#FridayReads: The Art of the Start by Guy Kawasaki

art-startThis is a book I’ve seen referenced often in other books. Barnes and Noble always seems to have multiple copies stocked, too.

While I don’t think that reputation/availability is entirely unearned, I also don’t think this book was written for me. Guy Kawasaki spends a lot of time detailing how to raise venture capital, get ideas rolling in big companies, hire good people, and even speak well at conferences, but I’m not trying to do those things, at least not yet—I’m trying to start a one-woman, crowd-funded business for writers from thin air.
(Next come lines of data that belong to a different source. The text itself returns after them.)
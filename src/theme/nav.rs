//! Navigation shared by header and footer

use serde::Serialize;

#[derive(Debug, Clone, Copy, PartialEq, Eq, Serialize)]
pub struct NavLink {
    pub label: &'static str,
    pub href: &'static str,
    pub active: bool,
}

impl NavLink {
    const fn new(label: &'static str, href: &'static str) -> Self {
        Self {
            label,
            href,
            active: false,
        }
    }

    /// `/` only matches itself; other links also match their sub-pages
    fn matches(&self, path: &str) -> bool {
        if self.href == "/" {
            return path == "/";
        }
        path == self.href
            || path
                .strip_prefix(self.href)
                .is_some_and(|rest| rest.starts_with('/'))
    }
}

const LINKS: [NavLink; 9] = [
    NavLink::new("Início", "/"),
    NavLink::new("Nossa História", "/nossa-historia"),
    NavLink::new("Pastores", "/pastores"),
    NavLink::new("Ministérios", "/ministerios"),
    NavLink::new("Eventos", "/eventos"),
    NavLink::new("Galeria", "/galeria"),
    NavLink::new("Artigos", "/artigos"),
    NavLink::new("Lives e Podcasts", "/lives-podcasts"),
    NavLink::new("Contato", "/contato"),
];

/// Shown apart from the main links, as a button
pub const MEMBERS_LINK: NavLink = NavLink::new("Área de Membros", "/area-de-membros");

/// Navigation links with the one for `path` marked active
pub fn navigation(path: &str) -> Vec<NavLink> {
    // Sermons live under the articles section; /historia is an alias
    let path = if path.starts_with("/sermoes") {
        "/artigos"
    } else if path == "/historia" {
        "/nossa-historia"
    } else {
        path
    };
    LINKS
        .iter()
        .map(|link| NavLink {
            active: link.matches(path),
            ..*link
        })
        .collect()
}

#[cfg(test)]
mod tests {
    use super::*;

    fn active(path: &str) -> Vec<&'static str> {
        navigation(path)
            .into_iter()
            .filter(|l| l.active)
            .map(|l| l.href)
            .collect()
    }

    #[test]
    fn test_home_only_matches_root() {
        assert_eq!(active("/"), vec!["/"]);
        assert_eq!(active("/pastores"), vec!["/pastores"]);
    }

    #[test]
    fn test_sub_pages_mark_their_section() {
        assert_eq!(active("/artigos/fe"), vec!["/artigos"]);
        assert_eq!(active("/sermoes/graca"), vec!["/artigos"]);
        assert_eq!(active("/pastores/joao"), vec!["/pastores"]);
        assert_eq!(active("/historia"), vec!["/nossa-historia"]);
    }

    #[test]
    fn test_unknown_path_marks_nothing() {
        assert!(active("/nao-existe").is_empty());
        assert!(active("/galeriax").is_empty());
    }
}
Despite the title, this book doesn’t really seem geared toward actually starting a business. It seems more geared toward growing a business.

Even though I don’t think I’m going to use most of the information in the book, it’s at least not boring. Kawasaki writes with a conversational, semi-snarky tone that has me snorting at some of the ridiculous things entrepreneurs do (although he does overuse the word “bozo”).

There is lots of good information, even for me. There’s a chapter on bootstrapping, and the first few chapters about having a mantra instead of a mission statement and defining your purpose and market positioning were all great and quite useful.

Ultimately whether this will be a good book for you depends on what you need. Want to grow a business or raise capital? Give it a shot. Want to start a business from nothing, with no business experience? Try one of NOLO’s business books (I’m currently working my way through The Women’s Small Business Start-Up Kit, which is fantastic).